Search code examples
python-3.xtensorflowtensorflow2.0machine-translation

Tensorflow: Creating a custom text dataset to use in machine translation


I would want to use my own data to train the model for a machine translation system using Transformers. There are a set of datasets already available in TFDS (Tensorflow datasets) and there is also option to add a new dataset to TFDS. But What if I dont have to wait for those add requests and stuff and directly train on my data?

In the example colab notebook, they use the following to create train and validation data:

examples, metadata = tfds.load('ted_hrlr_translate/pt_to_en', with_info=True,
                               as_supervised=True)
train_examples, val_examples = examples['train'], examples['validation']

I believe TFDS does a lot of preprocessing to fit into the pipeline and it is of Dataset type.

type(train_examples)

tensorflow.python.data.ops.dataset_ops._OptionsDataset

But for a custom CSV data like the below, how do I create a 'Dataset' compatible for this model?

import pandas as pd 

# initialize list of lists 
data = [['tom', 10], ['nick', 15], ['juli', 14],['tom', 10], ['nick', 15]]
# Create the pandas DataFrame 
df = pd.DataFrame(data, columns = ['Name', 'Age']) 

# print dataframe. 
df 

Solution

  • The dataset in the colab notebook is just a collection of pairs of strings (the translation pairs of sentences). This doesn't seem to be what you have there (you have name and age??).

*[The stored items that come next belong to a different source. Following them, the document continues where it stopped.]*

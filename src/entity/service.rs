//! Service entity: external integrations tokens are scoped to.

use sea_orm::entity::prelude::*;

#[derive(Clone, Debug, PartialEq, Eq, DeriveEntityModel)]
#[sea_orm(table_name = "services")]
pub struct Model {
    #[sea_orm(primary_key, auto_increment = false)]
    pub id: Uuid,
    #[sea_orm(unique)]
    pub name: String,
    pub description: String,
    pub created_at: DateTimeUtc,
}

#[derive(Copy, Clone, Debug, EnumIter, DeriveRelation)]
pub enum Relation {}

impl ActiveModelBehavior for ActiveModel {}
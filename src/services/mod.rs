//! Business logic services.

pub mod accounts;
pub mod otp;
pub mod sweeper;
pub mod tokens;

pub use accounts::{AccountService, NewUser};
pub use otp::OtpService;
pub use sweeper::{start_sweeper_task, SweeperConfig};
pub use tokens::{LifecycleManager, SweepOutcome};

    However, it is certainly possible to create a Dataset from a csv of language pairs (or name and age for that matter!). There is a comprehensive guide to the dataset API here: https://www.tensorflow.org/guide/datasets but essentially, given a csv named "translations.csv" that looks like this:

    hola,hello
    adios,goodbye
    pero,dog
    huevos,eggs
    ...
    

    then we can just do:

    my_dataset = tf.data.experimental.CsvDataset("translations.csv", [tf.string, tf.string])
    

    similarly, for your name/age dataset you could do something like:

    my_dataset = tf.data.experimental.CsvDataset("ages.csv", [tf.string, tf.int32])